Asian and OT-hybrid lilies tolerate wintering well when planted in the fall, but it is better not to leave the Oriental group for wintering in the open ground, since you will have to put a lot of effort into creating a reliable shelter.

But if necessary, in the spring you can plant lilies belonging to any species in the garden, the main thing is to carry out agrotechnical measures for planting lilies in the spring and carry out the work in the proper time frame.

Advantages and disadvantages of spring planting lilies

The advantages of planting lilies in the spring include:

  1. Reducing the risk of spoilage and freezing of bulbs in winter, because even planting material purchased in the fall can be stored perfectly and without loss in a home refrigerator if there is no basement. If you follow the storage rules, lily bulbs will take root well in the spring and will delight you with gorgeous flowers.
  2. There is no need to insulate flower beds with bulbs for the winter.
  3. The risk of rodents eating lilies is eliminated; in harsh winters, hungry mice will not refuse the juicy bulbs.

There are few disadvantages, but they are:

  1. Some bulbs do not have time to form a powerful root system before flowering, so the development of the plant occurs at the expense of the energy of the bulb. Such plants bloom poorly or do not develop buds.
  2. When planting in spring, daughter bulbs are poorly formed on lilies, which significantly reduces the production of their own planting material.
  3. In cold summers (when planting lilies in spring), flowering may not occur.

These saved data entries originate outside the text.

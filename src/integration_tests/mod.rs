mod harvest;
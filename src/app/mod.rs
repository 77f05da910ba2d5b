mod wiring;

use crate::commands::CommandRunner;
use crate::{cli, context, harvest, rest, scheduler, storage};
use anyhow::{Context as AnyhowContext, Result};
use std::time::Duration;
use tokio::task::JoinHandle;
use tokio_util::sync::CancellationToken;

pub struct App {
    pub ctx: context::Context,
    pub storage: storage::SqliteStorage,
}

impl App {
    pub fn from_cli() -> Result<(Self, cli::Cli)> {
        let cli = crate::cli::parse();
        let ctx = context::Context::from_cli(&cli)?;

        crate::tracing::init(ctx.log_file.as_deref());
        log::info!("🚀 Starting gh-harvest");
        log::info!("🔗 GitHub API: {}", ctx.api_url);
        log::info!(
            "🔐 Auth: {}",
            if ctx.github_token.is_some() { "bearer token" } else { "anonymous" }
        );
        log::info!("📂 Data dir: {}", ctx.data_dir.display());

        wiring::init_data_dir(&ctx).context("initializing data dir")?;
        let storage = wiring::init_storage(&ctx)?;

        Ok((Self { ctx, storage }, cli))
    }
}

pub async fn run_daemon(app: App, args: cli::ServeArgs) -> Result<()> {
    log::info!("🌐 REST API: http://{}", args.api_listen);
    if let Some(path) = app.ctx.log_file.as_deref() {
        log::info!("📝 Log file: {}", path.display());
    }

    let shutdown = CancellationToken::new();

    // REST
    let api_addr = args.api_listen;
    let rest_storage = app.storage.clone();
    let rest_shutdown = shutdown.clone();
    let mut rest_handle = tokio::spawn(async move {
        rest::serve(api_addr, rest_storage, rest_shutdown)
            .await
            .with_context(|| format!("REST server on {api_addr}"))
    });

    // Periodic harvests
    let mut scheduler_handle = spawn_scheduler(&app.ctx, &args, shutdown.clone());

    wait_for_shutdown(&shutdown, &mut rest_handle, &mut scheduler_handle).await
}

fn spawn_scheduler(
    ctx: &context::Context,
    args: &cli::ServeArgs,
    shutdown: CancellationToken,
) -> JoinHandle<()> {
    let owners = harvest::clean_owners(&args.harvest_owners);
    if owners.is_empty() {
        log::info!("⏸️ No --harvest-owner given, background harvests disabled");
        return tokio::spawn(async move { shutdown.cancelled().await });
    }

    let every = Duration::from_secs(args.harvest_every.max(1));
    let job = scheduler::github_job(ctx.clone());
    let scheduler = scheduler::Scheduler::new(owners, every, job);
    tokio::spawn(scheduler.run(shutdown))
}

async fn wait_for_shutdown(
    shutdown: &CancellationToken,
    rest_task: &mut JoinHandle<Result<()>>,
    scheduler_task: &mut JoinHandle<()>,
) -> Result<()> {
    let mut fatal_error: Option<anyhow::Error> = None;

    tokio::select! {
        _ = tokio::signal::ctrl_c() => log::info!("🧨 Ctrl-C received, shutting down"),
        res = &mut *rest_task => {
            log::error!("REST task exited unexpectedly");
            fatal_error = Some(match res {
                Ok(Ok(())) => anyhow::anyhow!("REST server stopped before shutdown"),
                Ok(Err(e)) => e,
                Err(e) => anyhow::Error::new(e).context("REST task panicked"),
            });
        }
        res = &mut *scheduler_task => {
            log::error!("Scheduler task exited unexpectedly");
            fatal_error = Some(match res {
                Ok(()) => anyhow::anyhow!("scheduler stopped before shutdown"),
                Err(e) => anyhow::Error::new(e).context("scheduler task panicked"),
            });
        }
    }

    shutdown.cancel();

    // A finished JoinHandle must not be polled again.
    if !rest_task.is_finished() {
        match rest_task.await {
            Ok(Ok(())) => {}
            Ok(Err(e)) => {
                log::error!("REST server error: {:#}", e);
                fatal_error.get_or_insert(e);
            }
            Err(e) => {
                log::error!("REST task error: {}", e);
                fatal_error.get_or_insert(e.into());
            }
        }
    }
    if !scheduler_task.is_finished() {
        if let Err(e) = scheduler_task.await {
            log::error!("Scheduler task error: {}", e);
            fatal_error.get_or_insert(e.into());
        }
    }

    if let Some(e) = fatal_error {
        log::error!("❌ Shutdown after failure: {:#}", e);
        return Err(e);
    }

    log::info!("✅ Shutdown complete");
    Ok(())
}

pub async fn run() -> Result<()> {
    let (app, cli) = App::from_cli()?;

    match cli.cmd {
        cli::Command::Serve(args) => run_daemon(app, args).await,
        cmd => {
            // one-shot command mode
            let ctx = app.ctx.clone();
            tokio::task::spawn_blocking(move || cmd.run(&ctx))
                .await
                .context("command task panicked")?
        }
    }
}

Choosing a site for planting lily bulbs

In order for lilies to delight with flowering, you should take a responsible approach to choosing a place for planting; lighting is of particular importance. It is ideal if the place for growing plants has good lighting, but some types of lilies can tolerate partial shade. You cannot grow varietal lilies only in the dense shade cast by tree crowns and tall buildings.

Name of the lily variety

Selecting an area based on illumination

Note

Asian

Bright lighting

Will tolerate light shading

Tubular

Bright lighting

Eastern Hybrids

Shading from bright sun

LA Hybrids

Bright lighting

Will tolerate light shading

Martagon

Shading from bright sun

Lilies are grown in one place for a long time, so the composition and fertility of the soil is of great importance. Types of lilies can be divided into two groups, in one of which the plants tolerate excessive lime in the soil (L. Royal, L. Henry, L. Candidum, Saranka, L. Leopardovaya). Representatives of the other group (L. long-flowered; L. tiger; L. canadiana) do not tolerate limestone soils.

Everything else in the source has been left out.